Supposons un instant que votre député fédéral vous demande votre avis au sujet d'un vote à venir à la Chambre des communes sur ce qu'il conviendrait de faire des fonds de la SRC. Laquelle des trois solutions suivantes lui conseilleriez-vous d'appuyer: réduire le financement de la SRC par rapport au niveau actuel, maintenir le financement de la SRC aux niveaux actuels, ou augmenter le financement de la SRC par rapport aux niveaux actuels?

  +-(1215)  

    D'après Ipsos-Reid, 9 p. 100 des Canadiens recommanderaient que l'on réduise le financement de la SRC; 51 p. 100, que l'on maintienne le financement à ses niveaux actuels; et 38 p. 100, que l'on augmente le financement de la SRC par rapport aux niveaux actuels.

[Français]

    Monsieur le président, nous apprécions que vous nous ayez donné la chance de vous faire part de nos conseils aujourd'hui. Il nous fera plaisir d'en discuter davantage avec les membres du comité, aujourd'hui ou dans les semaines à venir.

[Traduction]

    Merci.

+-

    Le président: Merci.

    Nous allons maintenant entendre Mme Martiri, de la Writers Guild of Canada.

+-

    Mme Gail Martiri (directrice des politiques, Writers Guild of Canada): Bonjour.

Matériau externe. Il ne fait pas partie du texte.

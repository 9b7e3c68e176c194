//! Factory presets bundled with the trisect library.
//!
//! Always available without external files; they double as starting points
//! for user presets (`trisect presets export`).

use std::path::Path;

use crate::{ConfigError, Preset};

/// Array of factory preset names for external access.
pub static FACTORY_PRESET_NAMES: &[&str] = &[
    "init",
    "gentle_glue",
    "kick_duck_bass",
    "de_ess",
    "drum_bus",
];

/// TOML content for factory presets, embedded at compile time.
static FACTORY_PRESETS_TOML: &[(&str, &str)] = &[
    ("init", INIT_PRESET),
    ("gentle_glue", GENTLE_GLUE_PRESET),
    ("kick_duck_bass", KICK_DUCK_BASS_PRESET),
    ("de_ess", DE_ESS_PRESET),
    ("drum_bus", DRUM_BUS_PRESET),
];

/// Initialization preset - engine defaults.
const INIT_PRESET: &str = r#"
name = "Init"
description = "Default settings: external key, 120 Hz / 3 kHz split, -24 dB at 4:1"
"#;

/// Gentle glue - low ratios on every band, keyed by the signal itself.
const GENTLE_GLUE_PRESET: &str = r#"
name = "Gentle Glue"
description = "Self-keyed 2:1 on all bands for mix-bus cohesion"

[params]
sidechainMode = 0
thLo = -18
raLo = 2
atLo = 20
reLo = 200
mkLo = 1
thMi = -18
raMi = 2
atMi = 20
reMi = 200
mkMi = 1
thHi = -18
raHi = 2
atHi = 10
reHi = 150
mkHi = 1
"#;

/// Kick ducks bass - low band hard, mid residual lightly, high untouched.
const KICK_DUCK_BASS_PRESET: &str = r#"
name = "Kick Duck Bass"
description = "External kick ducks the lows hard and the mids lightly, highs untouched"

[params]
sidechainMode = 1
xLowHz = 150
thLo = -36
raLo = 8
atLo = 1
reLo = 120
thMi = -30
raMi = 3
atMi = 1
reMi = 120
thHi = 0
raHi = 1
"#;

/// De-esser - fast compression of the high band only.
const DE_ESS_PRESET: &str = r#"
name = "De-Ess"
description = "Self-keyed fast high band compression above 5 kHz"

[params]
sidechainMode = 0
xHighHz = 5000
thLo = 0
raLo = 1
thMi = 0
raMi = 1
thHi = -30
raHi = 6
atHi = 0.5
reHi = 60
"#;

/// Drum bus - punchy three-band control with a little makeup.
const DRUM_BUS_PRESET: &str = r#"
name = "Drum Bus"
description = "Self-keyed punch: slow low attack, fast highs, light makeup"

[params]
sidechainMode = 0
xLowHz = 100
xHighHz = 4000
thLo = -20
raLo = 4
atLo = 15
reLo = 150
mkLo = 2
thMi = -22
raMi = 3
atMi = 8
reMi = 100
mkMi = 2
thHi = -26
raHi = 3
atHi = 3
reHi = 60
mkHi = 1
"#;

/// Get all factory presets.
pub fn factory_presets() -> Vec<Preset> {
    FACTORY_PRESETS_TOML
        .iter()
        .filter_map(|(_, toml)| Preset::from_toml(toml).ok())
        .collect()
}

/// Get a factory preset by internal or display name (case-insensitive).
pub fn get_factory_preset(name: &str) -> Option<Preset> {
    let name_lower = name.to_lowercase();

    if let Some((_, toml)) = FACTORY_PRESETS_TOML
        .iter()
        .find(|(id, _)| id.to_lowercase() == name_lower)
    {
        return Preset::from_toml(toml).ok();
    }

    factory_presets()
        .into_iter()
        .find(|preset| preset.name.to_lowercase() == name_lower)
}

/// List internal names of all factory presets.
pub fn factory_preset_names() -> &'static [&'static str] {
    FACTORY_PRESET_NAMES
}

/// Check whether `name` refers to a factory preset.
pub fn is_factory_preset(name: &str) -> bool {
    get_factory_preset(name).is_some()
}

/// Resolve a factory preset name or a path to a preset file.
///
/// Factory names win over files of the same name.
pub fn resolve_preset(name_or_path: &str) -> Result<Preset, ConfigError> {
    if let Some(preset) = get_factory_preset(name_or_path) {
        return Ok(preset);
    }
    if Path::new(name_or_path).is_file() {
        return Preset::load(name_or_path);
    }
    Err(ConfigError::PresetNotFound(name_or_path.to_string()))
}

#[cfg(test)]
mod tests {
    use super::*;
    use crate::validate_preset;
    use trisect_engine::{Band, EngineParams, SidechainMode};

    #[test]
    fn test_factory_presets_load() {
        let presets = factory_presets();
        assert_eq!(presets.len(), FACTORY_PRESET_NAMES.len());

        let names: Vec<_> = presets.iter().map(|p| p.name.as_str()).collect();
        assert!(names.contains(&"Init"));
        assert!(names.contains(&"Kick Duck Bass"));
        assert!(names.contains(&"De-Ess"));
    }

    #[test]
    fn test_all_factory_presets_valid() {
        for (name, toml) in FACTORY_PRESETS_TOML {
            let preset = Preset::from_toml(toml)
                .unwrap_or_else(|e| panic!("factory preset '{name}' should parse: {e}"));
            assert!(preset.description.is_some(), "preset '{name}' needs a description");
            assert!(
                validate_preset(&preset).is_ok(),
                "factory preset '{name}' has invalid params"
            );
        }
    }

    #[test]
    fn test_get_factory_preset() {
        // By internal name
        let preset = get_factory_preset("drum_bus").expect("drum_bus should exist");
        assert_eq!(preset.name, "Drum Bus");

        // By display name, case insensitive
        let preset = get_factory_preset("gentle glue").expect("Gentle Glue should exist");
        assert_eq!(preset.name, "Gentle Glue");

        assert!(get_factory_preset("nonexistent").is_none());
        assert!(is_factory_preset("DE_ESS"));
    }

    #[test]
    fn test_init_is_engine_default() {
        let init = get_factory_preset("init").unwrap();
        assert_eq!(init.to_engine_params().unwrap(), EngineParams::default());
    }

    #[test]
    fn test_kick_duck_bass_structure() {
        let params = get_factory_preset("kick_duck_bass")
            .unwrap()
            .to_engine_params()
            .unwrap();
        assert_eq!(params.sidechain_mode, SidechainMode::External);
        assert_eq!(params.band(Band::Low).ratio, 8.0);
        assert_eq!(params.band(Band::Mid).ratio, 3.0);
        assert_eq!(params.band(Band::High).threshold_db, 0.0);
    }

    #[test]
    fn test_resolve_preset() {
        assert_eq!(resolve_preset("de_ess").unwrap().name, "De-Ess");

        let dir = tempfile::TempDir::new().unwrap();
        let path = dir.path().join("mine.toml");
        Preset::new("Mine").with_param("thLo", -12.0).save(&path).unwrap();
        let resolved = resolve_preset(path.to_str().unwrap()).unwrap();
        assert_eq!(resolved.name, "Mine");

        assert!(matches!(
            resolve_preset("no_such_preset"),
            Err(ConfigError::PresetNotFound(_))
        ));
    }
}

    Je m'appelle Gail Martiri. J'occupe le poste de directrice des politiques à la Writers Guild of Canada. Je suis accompagnée de Barb Farwell, directrice des communications.

    La Writers Guild of Canada est heureuse de participer aux consultations prébudgétaires du comité permanent. La WGC est une association nationale représentant 1 800 scénaristes professionnels qui travaillent à la production anglophone de films, d'émissions de télévision ou de radio, ou encore d'émissions liées à des projets de nouveaux médias.

    Les membres de la WGC sont les créateurs de films tel que Where the Truth Lies, de séries dramatiques canadiennes comme Da Vinci's City Hall, Slings and Arrows et Corner Gas, de miniséries populaires telles que Trudeau, et d'émissions renommées pour enfants comme la série Degrassi. La WGC s'attache à bâtir une industrie vivante qui reflète l'imagination et le talent canadiens et qui préserve notre culture unique.

    On peut dire que les films et la télévision sont les formes de culture les plus accessibles à la majorité des Canadiens. Les scénaristes canadiens remercient le comité des finances pour les recommandations formulées dans son rapport prébudgétaire de décembre 2004, en faveur de la croissance continue du secteur de l'audiovisuel. Dans la recommandation 11, le comité a invité le gouvernement à fournir un financement stable et à long terme au Fonds canadien de télévision, à augmenter le financement de la SRC et de Téléfilm Canada, et à accroître de 30 p. 100 le crédit d'impôt pour la production cinématographique ou magnétoscopique canadienne.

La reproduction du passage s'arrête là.